(Saved entries)

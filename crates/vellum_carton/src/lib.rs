//! Carton - The artist's toolbox for Vellum.
//!
//! Shared building blocks used by every other Vellum crate:
//!
//! - [`SourceRange`]: byte-offset spans into the file text
//! - [`LineIndex`]: offset ↔ line/character conversion for hosts that speak
//!   in editor positions
//! - [`word_at_offset`]: the identifier under a cursor
//!
//! # Example
//!
//! ```
//! use vellum_carton::{word_at_offset, LineIndex, Position};
//!
//! let source = "<template>\n  {{ count }}\n</template>";
//! let index = LineIndex::new(source);
//! let offset = index.offset(Position::new(1, 6)).unwrap();
//!
//! let (range, word) = word_at_offset(source, offset).unwrap();
//! assert_eq!(word, "count");
//! assert_eq!(index.position(range.start), Position::new(1, 5));
//! ```

pub mod line_index;
pub mod source_range;
pub mod word;

pub use line_index::{LineIndex, Position};
pub use source_range::SourceRange;
pub use word::{is_word_byte, word_at_offset};

// Re-export compact_str::CompactString for convenience
pub use compact_str::CompactString;

// Re-export smallvec for stack-optimized collections
pub use smallvec::{smallvec, SmallVec};

// Re-export rustc-hash for fast hash sets
pub use rustc_hash::FxHashSet;
//! `<script setup>` analysis.
//!
//! Every top-level declaration is exposed to the template, so each one is a
//! `setup` binding; `defineProps` adds `prop` bindings.

use oxc_ast::ast::{Expression, Program, Statement, TSSignature, TSType};

use super::extract::{array_bindings, first_argument, object_bindings, pattern_bindings, property_name};
use super::unwrap_expression;
use crate::{Binding, BindingCategory};

pub fn setup_bindings(program: &Program<'_>, out: &mut Vec<Binding>) {
    for stmt in program.body.iter() {
        match stmt {
            Statement::VariableDeclaration(decl) => {
                for declarator in decl.declarations.iter() {
                    pattern_bindings(&declarator.id, BindingCategory::Setup, out);
                    if let Some(init) = &declarator.init {
                        define_props_bindings(init, out);
                    }
                }
            }
            Statement::FunctionDeclaration(func) => {
                if let Some(id) = &func.id {
                    out.push(Binding::new(id.name.as_str(), BindingCategory::Setup, id.span.end));
                }
            }
            Statement::ClassDeclaration(class) => {
                if let Some(id) = &class.id {
                    out.push(Binding::new(id.name.as_str(), BindingCategory::Setup, id.span.end));
                }
            }
            Statement::ExpressionStatement(expr_stmt) => {
                define_props_bindings(&expr_stmt.expression, out);
            }
            _ => {}
        }
    }
}

/// `defineProps(...)`, `defineProps<{ ... }>()` and
/// `withDefaults(defineProps(...), ...)`.
fn define_props_bindings(expr: &Expression<'_>, out: &mut Vec<Binding>) {
    let Expression::CallExpression(call) = unwrap_expression(expr) else {
        return;
    };
    let Expression::Identifier(callee) = &call.callee else {
        return;
    };

    match callee.name.as_str() {
        "defineProps" => {
            if let Some(type_params) = &call.type_arguments {
                for tp in type_params.params.iter() {
                    type_literal_bindings(tp, out);
                }
            }
            match first_argument(call) {
                Some(Expression::ObjectExpression(obj)) => {
                    object_bindings(obj, BindingCategory::Prop, out);
                }
                Some(Expression::ArrayExpression(arr)) => {
                    array_bindings(arr, BindingCategory::Prop, out);
                }
                _ => {}
            }
        }
        "withDefaults" => {
            if let Some(inner) = first_argument(call) {
                define_props_bindings(inner, out);
            }
        }
        _ => {}
    }
}

fn type_literal_bindings(tp: &TSType<'_>, out: &mut Vec<Binding>) {
    let TSType::TSTypeLiteral(lit) = tp else {
        return;
    };
    for member in lit.members.iter() {
        if let TSSignature::TSPropertySignature(prop) = member {
            if prop.computed {
                continue;
            }
            if let Some((name, end)) = property_name(&prop.key) {
                out.push(Binding::new(name, BindingCategory::Prop, end));
            }
        }
    }
}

:: TASK PROMPT ::
Each line that includes the string "SourceRange" should be copied from the data.

:: RESPONSE ::
//! - [`SourceRange`]: byte-offset spans into the file text
pub use source_range::SourceRange;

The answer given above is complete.